As global arts institutions in a rapidly changing world, we all face challenges that will require our best thinking and our mutual support. In that spirit, I welcome your questions and thank you for your continued collegiality.

Yours truly,
Richard Armstrong
Director, Solomon R. Guggenheim Museum and Foundation

An update from the Monday, April 18th New York Times:

A group of protesters critical of labor practices in Abu Dhabi, United Arab Emirates, said they would resume demonstrations aimed at the Solomon R. Guggenheim Museum, which is planning to expand there. The group, Gulf Ultra Luxury Faction, or G.U.L.F., held several protests inside the museum in Manhattan in 2014 and 2015, which included the installation of fake artworks and the display of long banners.

Such actions would begin again after a hiatus of about a year, the protesters said in an email, because last week museum officials, including Juan Ignacio Vidarte, the deputy director and chief officer for global strategies, told members of a related group, Gulf Labor, that they would no longer meet with them.

“Since the Guggenheim has unilaterally broken off negotiations with Gulf Labor, G.U.L.F. considers that its self-imposed moratorium has ended,” said the email, which was provided by a Gulf Labor member, Andrew Ross. “It will resume direct actions against the museum in New York and elsewhere.”

The museum replied with a statement saying officials had begun meeting with Gulf Labor six years ago but recently concluded that further meetings would be unproductive, and describing the protesters as being fixated on the Guggenheim.

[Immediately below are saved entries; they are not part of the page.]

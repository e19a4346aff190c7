//! Logging setup
//!
//! Console output always; a daily-rotated JSON file in `log_dir` when file
//! logging is enabled. `RUST_LOG` takes precedence over the configured level.

use std::path::Path;

use tracing_appender::non_blocking::WorkerGuard;
use tracing_appender::{non_blocking, rolling};
use tracing_subscriber::util::TryInitError;
use tracing_subscriber::{fmt, layer::SubscriberExt, util::SubscriberInitExt, EnvFilter, Layer};

use crate::config::LoggingConfig;

const LOG_FILE_NAME: &str = "stackpress.log";

/// Directory to write log files to, if file logging is on
pub fn file_log_dir(config: &LoggingConfig) -> Option<&Path> {
    config
        .file_logging_enabled
        .then_some(config.log_dir.as_path())
}

fn env_filter(level: &str) -> EnvFilter {
    EnvFilter::try_from_default_env()
        .or_else(|_| EnvFilter::try_new(level))
        .unwrap_or_else(|_| EnvFilter::new("info"))
}

/// Install the global subscriber
///
/// The returned guard flushes the file writer on drop; hold it for the
/// lifetime of the process.
pub fn init(config: &LoggingConfig) -> Result<Option<WorkerGuard>, TryInitError> {
    let console = if config.json_format {
        fmt::layer()
            .json()
            .with_target(true)
            .with_writer(std::io::stdout)
            .boxed()
    } else {
        fmt::layer()
            .with_target(true)
            .with_level(true)
            .with_ansi(true)
            .with_writer(std::io::stdout)
            .boxed()
    };

    let (file_layer, guard) = match file_log_dir(config) {
        Some(dir) => {
            let (writer, guard) = non_blocking(rolling::daily(dir, LOG_FILE_NAME));
            let layer = fmt::layer()
                .json()
                .with_target(true)
                .with_thread_ids(true)
                .with_ansi(false)
                .with_writer(writer);
            (Some(layer), Some(guard))
        }
        None => (None, None),
    };

    tracing_subscriber::registry()
        .with(console)
        .with(file_layer)
        .with(env_filter(&config.level))
        .try_init()?;

    tracing::info!(
        level = %config.level,
        file_logging = config.file_logging_enabled,
        "Logging initialized"
    );

    Ok(guard)
}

“Gulf Labor continues to shift its demands on the Guggenheim beyond the reach of our influence as an arts institution while spreading mistruths about the project and our role in it,” the statement, which was provided by Tina Vaz, a spokeswoman, read in part. “This threat is more proof of their singular focus on the Guggenheim rather than a sincere attempt to deal with an issue of global complexity that involves many players.”

A Gulf Labor member, the artist Walid Raad, said that the group had been consistent in its demands and accurate in its depictions.

Over the past year Gulf Labor members had attended three meetings with museum officials including its director, Richard Armstrong and senior trustees, to discuss concerns about workers on Saadiyat Island, a luxury enclave being developed by the Emirates government. Most work there is done by foreign migrants, who are required to pay large recruitment and transit fees, critics say. Laborers helping to build a New York University campus there said that they had been subject to police raids, beatings and deportations after going on strike.

Gulf Labor members said they, along with other rights advocates, had provided the museum with examples of contract language that could help address issues related to recruitment fees, wages and the ability to organize. Museum officials have said those areas were beyond their direct influence. Those officials have added that they remained committed to advocating for workers and said that over the past year new rules by the Emirates’ Ministry of Labor and development arm had improved conditions there.

The protests at the Guggenheim have been highly visible. In 2014 demonstrators threw thousands of pieces of fake currency from upper levels of the museum. Two months later they placed their own politically tinged works in a show of Italian Futurism. And last year protesters dropped 10,000 fliers about workers rights from the museum’s spiral rotunda.